TASK DETAILS: Beginning at the top of the data below, write out every line exactly until you reach the line with "let position = reader.buffer_position();", and include that line.

INPUT MATERIAL:
//! Build a [`MarkupTree`] from quick-xml events

use crate::error::MarkupError;
use crate::tree::MarkupTree;
use quick_xml::escape::unescape_with;
use quick_xml::events::{BytesStart, Event};
use quick_xml::name::{PrefixDeclaration, ResolveResult};
use quick_xml::NsReader;
use std::collections::{BTreeMap, HashMap};
use std::fmt::Display;
use sxd_document::dom::{Document, Element};
use sxd_document::{Package, QName};
use tracing::trace;

/// Namespace of the reserved `xml` prefix
pub(crate) const XML_NAMESPACE: &str = "http://www.w3.org/XML/1998/namespace";

/// Parse a complete XML document
pub(crate) fn parse_markup(xml: &str) -> Result<MarkupTree, MarkupError> {
    let package = Package::new();
    let namespaces = build_document(package.as_document(), xml)?;
    Ok(MarkupTree::new(package, namespaces))
}

/// Fill `document` from `xml`, returning the prefixes the source declares
fn build_document(
    document: Document<'_>,
    xml: &str,
) -> Result<BTreeMap<String, String>, MarkupError> {
    let mut reader = NsReader::from_str(xml);
    reader.trim_text(false);
    reader.check_end_names(true);

    let mut builder = Builder::new(document);

    loop {
        let position = reader.buffer_position();
        let (resolved, event) = reader
            .read_resolved_event()
            .map_err(|e| syntax(position, e))?;
        let namespace = namespace_uri(resolved).map_err(|e| syntax(position, e))?;

        match event {
            Event::Start(ref e) => {
                let element = builder.open_element(&reader, e, namespace, position)?;
                builder.open.push(element);
            }
            Event::Empty(ref e) => {
                builder.open_element(&reader, e, namespace, position)?;
            }
            Event::End(ref e) => {
                builder.flush_text();
                if builder.open.pop().is_none() {
                    return Err(syntax(
                        position,
                        format!(
                            "unexpected closing tag </{}>",
                            String::from_utf8_lossy(e.name().as_ref())
                        ),
                    ));
                }
            }
            Event::Text(e) => {
                let text = e
                    .unescape_with(|entity| builder.entities.get(entity).map(String::as_str))
                    .map_err(|e| syntax(position, e))?;
                builder.push_text(&text, position)?;
            }
            Event::CData(e) => {
                let text = String::from_utf8(e.into_inner().into_owned())
                    .map_err(|e| syntax(position, e))?;
                if builder.open.is_empty() {
                    return Err(syntax(position, "CDATA outside the document element"));
                }
                builder.pending.push_str(&text);
            }
            Event::Comment(e) => {
                let text = String::from_utf8_lossy(&e).into_owned();
                builder.flush_text();
                let comment = builder.document.create_comment(&text);
                match builder.open.last() {
                    Some(parent) => parent.append_child(comment),
                    None => builder.document.root().append_child(comment),
                }
            }
            Event::PI(e) => {
                let content = String::from_utf8_lossy(&e).into_owned();
                let (target, value) = match content.split_once(char::is_whitespace) {
                    Some((target, value)) => (target, Some(value.trim_start())),
                    None => (content.as_str(), None),
                };
                builder.flush_text();
                let instruction = builder.document.create_processing_instruction(target, value);
                match builder.open.last() {
                    Some(parent) => parent.append_child(instruction),
                    None => builder.document.root().append_child(instruction),
                }
            }
            Event::DocType(e) => {
                let declaration = String::from_utf8_lossy(&e).into_owned();
                builder
                    .declare_entities(&declaration)
                    .map_err(|e| syntax(position, e))?;
            }
            Event::Decl(_) => {}
            Event::Eof => break,
        }
    }

    if let Some(open) = builder.open.last() {
        return Err(MarkupError::Parse(format!(
            "unexpected end of input: <{}> is not closed",
            open.name().local_part()
        )));
    }
    if !builder.seen_document_element {
        return Err(MarkupError::Parse("document is empty".to_string()));
    }

    trace!(
        "Parsed markup ({} namespace prefixes, {} declared entities)",
        builder.namespaces.len(),
        builder.entities.len()
    );
    Ok(builder.namespaces)
}

/// Tree-building state for one parse
struct Builder<'d> {
    document: Document<'d>,
    open: Vec<Element<'d>>,
    /// Character data not yet attached; adjacent text and CDATA merge here
    pending: String,
    entities: HashMap<String, String>,
    namespaces: BTreeMap<String, String>,
    seen_document_element: bool,
}

impl<'d> Builder<'d> {
    fn new(document: Document<'d>) -> Self {
        Self {
            document,
            open: Vec::new(),
            pending: String::new(),
            entities: HashMap::new(),
            namespaces: BTreeMap::new(),
            seen_document_element: false,
        }
    }

    /// Create an element with its attributes and namespace declarations
    fn open_element(
        &mut self,
        reader: &NsReader<&[u8]>,
        start: &BytesStart<'_>,
        namespace: Option<String>,
        position: usize,
    ) -> Result<Element<'d>, MarkupError> {
        self.flush_text();
        if self.open.is_empty() {
            if self.seen_document_element {
                return Err(syntax(position, "extra content after the document element"));
            }
            self.seen_document_element = true;
        }

        let qualified = String::from_utf8_lossy(start.name().as_ref()).into_owned();
        let local = String::from_utf8_lossy(start.local_name().as_ref()).into_owned();
        let element = self
            .document
            .create_element(QName::with_namespace_uri(namespace.as_deref(), &local));
        if let Some(prefix) = start.name().prefix() {
            element.set_preferred_prefix(Some(&String::from_utf8_lossy(prefix.as_ref())));
        }
        if self.open.is_empty() {
            element.register_prefix("xml", XML_NAMESPACE);
        }

        for attr in start.attributes() {
            let attr = attr.map_err(|e| syntax(position, format!("in <{}>: {}", qualified, e)))?;
            let key = String::from_utf8_lossy(attr.key.as_ref()).into_owned();
            let value = attr
                .unescape_value_with(|entity| self.entities.get(entity).map(String::as_str))
                .map_err(|e| {
                    syntax(position, format!("in <{}> attribute {}: {}", qualified, key, e))
                })?;

            match attr.key.as_namespace_binding() {
                Some(PrefixDeclaration::Default) => {
                    let uri: &str = &value;
                    element.set_default_namespace_uri(Some(uri).filter(|uri| !uri.is_empty()));
                }
                Some(PrefixDeclaration::Named(prefix)) => {
                    if value.is_empty() {
                        continue;
                    }
                    let prefix = String::from_utf8_lossy(prefix).into_owned();
                    element.register_prefix(&prefix, &value);
                    self.namespaces.entry(prefix).or_insert_with(|| value.into_owned());
                }
                None => {
                    let (resolved, local) = reader.resolve_attribute(attr.key);
                    let namespace = namespace_uri(resolved).map_err(|e| syntax(position, e))?;
                    let local = String::from_utf8_lossy(local.as_ref()).into_owned();
                    let attribute = element.set_attribute_value(
                        QName::with_namespace_uri(namespace.as_deref(), &local),
                        &value,
                    );
                    if let Some(prefix) = attr.key.prefix() {
                        attribute.set_preferred_prefix(Some(&String::from_utf8_lossy(prefix.as_ref())));
                    }
                }
            }
        }

        match self.open.last() {
            Some(parent) => parent.append_child(element),
            None => self.document.root().append_child(element),
        }
        Ok(element)
    }

    /// Buffer character data for the open element
    fn push_text(&mut self, text: &str, position: usize) -> Result<(), MarkupError> {
        if self.open.is_empty() {
            if !text.trim().is_empty() {
                return Err(syntax(position, "text outside the document element"));
            }
            return Ok(());
        }
        self.pending.push_str(text);
        Ok(())
    }

    /// Attach buffered character data as a single text node
    fn flush_text(&mut self) {
        if self.pending.is_empty() {
            return;
        }
        if let Some(parent) = self.open.last() {
            parent.append_child(self.document.create_text(&self.pending));
        }
        self.pending.clear();
    }

    /// Record the general entities of a DOCTYPE internal subset
    ///
    /// Only internal entities (`<!ENTITY name "value">`) are bound. Parameter
    /// entities and `SYSTEM`/`PUBLIC` entities are skipped, so references to
    /// them still fail. A redeclared entity keeps its first value.
    fn declare_entities(&mut self, doctype: &str) -> Result<(), String> {
        let Some(start) = doctype.find('[') else {
            return Ok(());
        };
        let mut rest = &doctype[start + 1..];

        while let Some(at) = rest.find("<!ENTITY") {
            rest = rest[at + "<!ENTITY".len()..].trim_start();
            if rest.starts_with('%') {
                continue;
            }

            let name_end = rest.find(char::is_whitespace).unwrap_or(rest.len());
            let name = &rest[..name_end];
            rest = rest[name_end..].trim_start();

            let Some(quote) = rest.chars().next().filter(|c| *c == '"' || *c == '\'') else {
                continue;
            };
            let Some(close) = rest[1..].find(quote) else {
                return Err(format!("unterminated value for entity '{}'", name));
            };
            let raw = &rest[1..1 + close];
            rest = &rest[close + 2..];

            let value = unescape_with(raw, |entity| self.entities.get(entity).map(String::as_str))
                .map_err(|e| format!("in entity '{}': {}", name, e))?
                .into_owned();
            self.entities.entry(name.to_string()).or_insert(value);
        }
        Ok(())
    }
}

/// Namespace URI of a resolved name; `xml` is always bound
fn namespace_uri(resolved: ResolveResult<'_>) -> Result<Option<String>, String> {
    match resolved {
        ResolveResult::Bound(namespace) => {
            Ok(Some(String::from_utf8_lossy(namespace.into_inner()).into_owned()))
        }
        ResolveResult::Unbound => Ok(None),
        ResolveResult::Unknown(prefix) if prefix == b"xml" => Ok(Some(XML_NAMESPACE.to_string())),
        ResolveResult::Unknown(prefix) => Err(format!(
            "unbound namespace prefix '{}'",
            String::from_utf8_lossy(&prefix)
        )),
    }
}

fn syntax(position: usize, e: impl Display) -> MarkupError {
    MarkupError::Parse(format!("at byte {}: {}", position, e))
}
impl MarkupTree {
    /// Parse markup from a string
    pub fn parse(markup: &str) -> Result<Self, MarkupError> {
        parser::parse_markup(markup)
    }

    /// Read and parse markup from a reader
    pub fn from_reader<R: Read>(mut reader: R) -> Result<Self, MarkupError> {
        let mut markup = String::new();
        reader.read_to_string(&mut markup)?;
        Self::parse(&markup)
    }

    /// Read and parse a markup file
    pub fn from_path(path: impl AsRef<Path>) -> Result<Self, MarkupError> {
        let path = path.as_ref();
        let markup = std::fs::read_to_string(path)
            .map_err(|e| MarkupError::Io(format!("{}: {}", path.display(), e)))?;
        Self::parse(&markup)
    }

    pub(crate) fn new(package: Package, mut namespaces: BTreeMap<String, String>) -> Self {
        namespaces.insert("xml".to_string(), XML_NAMESPACE.to_string());
        Self {
            package,
            namespaces,
            compiled: RefCell::new(HashMap::new()),
        }
    }

    /// Bind `prefix` to `uri` for path expressions
    ///
    /// Needed for documents in a default namespace, whose elements have no
    /// prefix of their own. Replaces any binding the source declared.
    pub fn bind_namespace(&mut self, prefix: impl Into<String>, uri: impl Into<String>) {
        self.namespaces.insert(prefix.into(), uri.into());
    }

    /// Prefix bindings available to path expressions
    pub fn namespaces(&self) -> &BTreeMap<String, String> {
        &self.namespaces
    }

    /// The document node
    pub fn root(&self) -> MarkupNode<'_> {
        Node::Root(self.package.as_document().root())
    }

    /// The single top-level element
    pub fn document_element(&self) -> Option<MarkupNode<'_>> {
        self.root().children().into_iter().find(|node| self.is_element(*node))
    }

    /// Parent of a node; an attribute's parent is its element
    pub fn parent<'d>(&'d self, node: MarkupNode<'d>) -> Option<MarkupNode<'d>> {
        node.parent()
    }

    /// Child nodes in document order (attributes excluded)
    pub fn children<'d>(&'d self, node: MarkupNode<'d>) -> Vec<MarkupNode<'d>> {
        node.children()
    }

    /// Value of the named attribute of an element
    ///
    /// `name` is matched against the qualified name as written in the
    /// source, so `"xml:id"` finds `xml:id="..."`.
    pub fn attribute<'d>(&'d self, node: MarkupNode<'d>, name: &str) -> Option<&'d str> {
        node.element()?
            .attributes()
            .into_iter()
            .find(|attribute| qualified_attribute_name(*attribute) == name)
            .map(|attribute| attribute.value())
    }

    /// Qualified element or attribute name
    pub fn name(&self, node: MarkupNode<'_>) -> Option<String> {
        match node {
            Node::Element(element) => {
                let name = element.name();
                Some(match (name.namespace_uri(), element.preferred_prefix()) {
                    (Some(_), Some(prefix)) => format!("{}:{}", prefix, name.local_part()),
                    _ => name.local_part().to_string(),
                })
            }
            Node::Attribute(attribute) => Some(qualified_attribute_name(attribute)),
            _ => None,
        }
    }

    /// Whether the node is an element
    pub fn is_element(&self, node: MarkupNode<'_>) -> bool {
        matches!(node, Node::Element(_))
    }

    /// Whether path expressions may be evaluated relative to this node
    pub fn is_queryable(&self, node: MarkupNode<'_>) -> bool {
        matches!(node, Node::Element(_) | Node::Root(_))
    }

    /// The node followed by all of its descendants, in document order
    pub fn descendants_or_self<'d>(&'d self, node: MarkupNode<'d>) -> Vec<MarkupNode<'d>> {
        let mut out = Vec::new();
        let mut stack = vec![node];
        while let Some(current) = stack.pop() {
            out.push(current);
            stack.extend(current.children().into_iter().rev());
        }
        out
    }

    /// Element descendants-or-self of a node, in document order
    pub fn elements<'d>(&'d self, node: MarkupNode<'d>) -> Vec<MarkupNode<'d>> {
        self.descendants_or_self(node)
            .into_iter()
            .filter(|current| self.is_element(*current))
            .collect()
    }

    /// Plain-text serialization of a node (its XPath string value)
    ///
    /// Elements and the document concatenate every descendant text node;
    /// other nodes yield their own content.
    pub fn text_content(&self, node: MarkupNode<'_>) -> String {
        node.string_value()
    }

    /// Slash-separated position of a node, for diagnostics (`/book[1]/p[2]`)
    pub fn locate(&self, node: MarkupNode<'_>) -> String {
        let mut segments = Vec::new();
        let mut current = Some(node);
        while let Some(step) = current {
            let parent = step.parent();
            let segment = match (step, parent) {
                (Node::Root(_), _) => break,
                (Node::Attribute(attribute), _) => format!("@{}", qualified_attribute_name(attribute)),
                (_, Some(parent)) => {
                    let label = self.step_label(step);
                    let position = parent
                        .children()
                        .into_iter()
                        .filter(|sibling| self.step_label(*sibling) == label)
                        .position(|sibling| sibling == step)
                        .map_or(1, |p| p + 1);
                    format!("{}[{}]", label, position)
                }
                (_, None) => self.step_label(step),
            };
            segments.push(segment);
            current = parent;
        }
        segments.reverse();
        format!("/{}", segments.join("/"))
    }

    fn step_label(&self, node: MarkupNode<'_>) -> String {
        match node {
            Node::Element(_) => self.name(node).unwrap_or_default(),
            Node::Text(_) => "text()".to_string(),
            Node::Comment(_) => "comment()".to_string(),
            Node::ProcessingInstruction(_) => "processing-instruction()".to_string(),
            _ => "node()".to_string(),
        }
    }

    /// Evaluate an XPath 1.0 expression against `context`
    ///
    /// The result must be a node set; it is returned in document order.
    /// Text, attribute and comment nodes cannot serve as the context.
    pub fn select<'d>(
        &'d self,
        context: MarkupNode<'d>,
        expr: &str,
    ) -> Result<Vec<MarkupNode<'d>>, MarkupError> {
        if !self.is_queryable(context) {
            return Err(MarkupError::NonElementContext(expr.to_string()));
        }

        let xpath = self.compile(expr)?;
        let mut bindings = Context::new();
        for (prefix, uri) in &self.namespaces {
            bindings.set_namespace(prefix, uri);
        }

        match xpath.evaluate(&bindings, context) {
            Ok(Value::Nodeset(nodes)) => Ok(nodes.document_order()),
            Ok(Value::Boolean(_)) => Err(invalid(expr, "yields a boolean rather than nodes")),
            Ok(Value::Number(_)) => Err(invalid(expr, "yields a number rather than nodes")),
            Ok(Value::String(_)) => Err(invalid(expr, "yields a string rather than nodes")),
            Err(e) => Err(invalid(expr, e)),
        }
    }

    /// Compiled form of `expr`, cached per tree
    fn compile(&self, expr: &str) -> Result<Rc<XPath>, MarkupError> {
        if let Some(xpath) = self.compiled.borrow().get(expr) {
            return Ok(Rc::clone(xpath));
        }

        if let Some(prefix) = unbound_prefix(expr, &self.namespaces) {
            return Err(invalid(expr, format!("namespace prefix '{}' is not bound", prefix)));
        }
        let xpath = Factory::new()
            .build(expr)
            .map_err(|e| invalid(expr, e))?
            .ok_or_else(|| invalid(expr, "empty expression"))?;
        let xpath = Rc::new(xpath);
        self.compiled
            .borrow_mut()
            .insert(expr.to_string(), Rc::clone(&xpath));
        trace!("Compiled path '{}'", expr);
        Ok(xpath)
    }
}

TASK RESPONSE:
//! Build a [`MarkupTree`] from quick-xml events

use crate::error::MarkupError;
use crate::tree::MarkupTree;
use quick_xml::escape::unescape_with;
use quick_xml::events::{BytesStart, Event};
use quick_xml::name::{PrefixDeclaration, ResolveResult};
use quick_xml::NsReader;
use std::collections::{BTreeMap, HashMap};
use std::fmt::Display;
use sxd_document::dom::{Document, Element};
use sxd_document::{Package, QName};
use tracing::trace;

/// Namespace of the reserved `xml` prefix
pub(crate) const XML_NAMESPACE: &str = "http://www.w3.org/XML/1998/namespace";

/// Parse a complete XML document
pub(crate) fn parse_markup(xml: &str) -> Result<MarkupTree, MarkupError> {
    let package = Package::new();
    let namespaces = build_document(package.as_document(), xml)?;
    Ok(MarkupTree::new(package, namespaces))
}

/// Fill `document` from `xml`, returning the prefixes the source declares
fn build_document(
    document: Document<'_>,
    xml: &str,
) -> Result<BTreeMap<String, String>, MarkupError> {
    let mut reader = NsReader::from_str(xml);
    reader.trim_text(false);
    reader.check_end_names(true);

    let mut builder = Builder::new(document);

    loop {
        let position = reader.buffer_position();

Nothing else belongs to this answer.